*** Data listing Section Begins ***

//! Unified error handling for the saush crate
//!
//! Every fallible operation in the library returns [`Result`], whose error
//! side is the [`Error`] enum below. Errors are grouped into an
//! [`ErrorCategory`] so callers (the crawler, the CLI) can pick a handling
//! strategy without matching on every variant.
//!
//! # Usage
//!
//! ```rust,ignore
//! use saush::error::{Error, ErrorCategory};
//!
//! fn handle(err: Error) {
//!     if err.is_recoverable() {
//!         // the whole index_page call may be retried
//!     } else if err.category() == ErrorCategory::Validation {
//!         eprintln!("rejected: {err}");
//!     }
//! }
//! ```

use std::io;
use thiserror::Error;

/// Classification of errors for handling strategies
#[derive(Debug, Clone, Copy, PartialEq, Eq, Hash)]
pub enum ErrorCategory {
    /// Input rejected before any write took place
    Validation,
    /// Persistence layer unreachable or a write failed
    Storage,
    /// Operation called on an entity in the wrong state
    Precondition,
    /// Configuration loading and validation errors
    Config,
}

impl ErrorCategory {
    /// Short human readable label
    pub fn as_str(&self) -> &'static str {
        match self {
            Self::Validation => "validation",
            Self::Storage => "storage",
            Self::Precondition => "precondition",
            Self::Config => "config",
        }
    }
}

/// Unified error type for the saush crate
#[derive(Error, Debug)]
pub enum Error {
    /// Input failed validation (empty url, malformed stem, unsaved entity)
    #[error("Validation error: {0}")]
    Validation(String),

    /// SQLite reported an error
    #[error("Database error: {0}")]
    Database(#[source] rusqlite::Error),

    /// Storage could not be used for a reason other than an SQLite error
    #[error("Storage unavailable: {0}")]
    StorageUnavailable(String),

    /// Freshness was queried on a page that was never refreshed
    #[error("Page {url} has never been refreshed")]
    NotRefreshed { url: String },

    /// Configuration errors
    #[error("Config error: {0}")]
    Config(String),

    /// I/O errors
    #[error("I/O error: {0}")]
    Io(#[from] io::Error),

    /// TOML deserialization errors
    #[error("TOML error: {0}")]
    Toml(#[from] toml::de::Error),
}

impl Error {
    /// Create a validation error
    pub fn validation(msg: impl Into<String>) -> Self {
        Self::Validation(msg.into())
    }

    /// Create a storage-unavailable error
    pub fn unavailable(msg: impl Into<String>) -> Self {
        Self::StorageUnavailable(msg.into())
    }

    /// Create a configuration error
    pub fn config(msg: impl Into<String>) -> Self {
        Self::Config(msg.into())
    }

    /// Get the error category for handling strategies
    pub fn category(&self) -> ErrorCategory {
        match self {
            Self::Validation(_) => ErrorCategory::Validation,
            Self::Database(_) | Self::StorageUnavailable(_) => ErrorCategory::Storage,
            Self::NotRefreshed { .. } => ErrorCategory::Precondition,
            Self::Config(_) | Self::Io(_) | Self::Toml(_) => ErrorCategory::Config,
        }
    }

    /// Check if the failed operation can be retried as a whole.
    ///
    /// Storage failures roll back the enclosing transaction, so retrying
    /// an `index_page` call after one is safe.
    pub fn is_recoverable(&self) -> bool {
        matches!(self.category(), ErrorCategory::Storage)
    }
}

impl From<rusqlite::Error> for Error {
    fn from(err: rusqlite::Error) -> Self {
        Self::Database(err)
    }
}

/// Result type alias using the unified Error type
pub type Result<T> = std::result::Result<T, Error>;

*** Data listing Section Ends ***
*** Data listing Section Begins ***

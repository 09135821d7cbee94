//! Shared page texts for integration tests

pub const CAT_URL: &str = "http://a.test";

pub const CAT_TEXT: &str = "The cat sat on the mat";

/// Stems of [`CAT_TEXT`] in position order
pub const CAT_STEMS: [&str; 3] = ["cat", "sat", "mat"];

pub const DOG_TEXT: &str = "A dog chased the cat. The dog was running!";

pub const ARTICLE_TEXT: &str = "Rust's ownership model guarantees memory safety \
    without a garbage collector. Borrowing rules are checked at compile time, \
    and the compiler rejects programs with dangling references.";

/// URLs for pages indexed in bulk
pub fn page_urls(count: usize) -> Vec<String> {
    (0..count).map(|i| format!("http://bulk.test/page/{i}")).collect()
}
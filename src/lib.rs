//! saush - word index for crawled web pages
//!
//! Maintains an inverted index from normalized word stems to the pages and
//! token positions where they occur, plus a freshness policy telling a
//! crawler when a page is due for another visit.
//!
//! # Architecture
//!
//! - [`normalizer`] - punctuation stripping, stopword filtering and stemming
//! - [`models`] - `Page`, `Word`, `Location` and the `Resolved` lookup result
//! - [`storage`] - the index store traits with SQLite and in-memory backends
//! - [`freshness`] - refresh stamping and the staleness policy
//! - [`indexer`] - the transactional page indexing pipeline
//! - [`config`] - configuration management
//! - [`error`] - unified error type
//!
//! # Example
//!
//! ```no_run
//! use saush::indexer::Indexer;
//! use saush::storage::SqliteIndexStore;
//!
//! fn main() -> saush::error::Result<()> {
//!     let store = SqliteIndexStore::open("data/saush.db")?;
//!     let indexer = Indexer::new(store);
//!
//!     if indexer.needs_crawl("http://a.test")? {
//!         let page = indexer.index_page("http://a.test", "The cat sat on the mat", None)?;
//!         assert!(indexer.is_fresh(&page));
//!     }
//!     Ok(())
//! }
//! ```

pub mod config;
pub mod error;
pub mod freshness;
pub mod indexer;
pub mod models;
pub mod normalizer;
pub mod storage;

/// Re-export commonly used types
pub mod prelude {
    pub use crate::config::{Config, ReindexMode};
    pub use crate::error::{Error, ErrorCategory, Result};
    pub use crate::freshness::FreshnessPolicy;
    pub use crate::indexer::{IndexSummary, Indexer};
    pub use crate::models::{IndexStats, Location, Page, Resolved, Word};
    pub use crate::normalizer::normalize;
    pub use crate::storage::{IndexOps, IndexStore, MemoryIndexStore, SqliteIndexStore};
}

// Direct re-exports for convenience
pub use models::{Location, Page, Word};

*** Data listing Section Ends ***
*** Data listing Section Begins ***

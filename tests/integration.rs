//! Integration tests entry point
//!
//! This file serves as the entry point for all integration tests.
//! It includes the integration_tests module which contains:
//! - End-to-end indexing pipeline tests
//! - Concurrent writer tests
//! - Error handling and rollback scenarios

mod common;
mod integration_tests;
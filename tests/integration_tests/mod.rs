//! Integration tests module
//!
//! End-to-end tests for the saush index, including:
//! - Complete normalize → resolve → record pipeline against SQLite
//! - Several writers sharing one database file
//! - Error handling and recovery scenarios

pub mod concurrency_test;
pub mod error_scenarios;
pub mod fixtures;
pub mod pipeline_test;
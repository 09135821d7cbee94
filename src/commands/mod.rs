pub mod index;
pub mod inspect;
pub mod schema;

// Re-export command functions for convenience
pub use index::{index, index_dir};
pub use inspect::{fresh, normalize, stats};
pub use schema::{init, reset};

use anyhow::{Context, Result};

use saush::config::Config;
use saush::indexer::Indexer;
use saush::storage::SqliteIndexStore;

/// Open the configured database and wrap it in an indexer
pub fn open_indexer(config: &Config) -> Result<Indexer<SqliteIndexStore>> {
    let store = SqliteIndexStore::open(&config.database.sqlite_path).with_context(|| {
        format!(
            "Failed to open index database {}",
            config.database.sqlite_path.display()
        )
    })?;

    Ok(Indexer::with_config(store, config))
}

*** Data listing Section Ends ***

The task ▸
From the records above, print only the lines between the one holding "one database file" and the one holding "in an indexer", inclusive, exactly as they stand.

Result of this task ▸
//! - Several writers sharing one database file
//! - Error handling and recovery scenarios

pub mod concurrency_test;
pub mod error_scenarios;
pub mod fixtures;
pub mod pipeline_test;
repository 09135821d7cbee94
filename src/commands/mod.rs
pub mod index;
pub mod inspect;
pub mod schema;

// Re-export command functions for convenience
pub use index::{index, index_dir};
pub use inspect::{fresh, normalize, stats};
pub use schema::{init, reset};

use anyhow::{Context, Result};

use saush::config::Config;
use saush::indexer::Indexer;
use saush::storage::SqliteIndexStore;

/// Open the configured database and wrap it in an indexer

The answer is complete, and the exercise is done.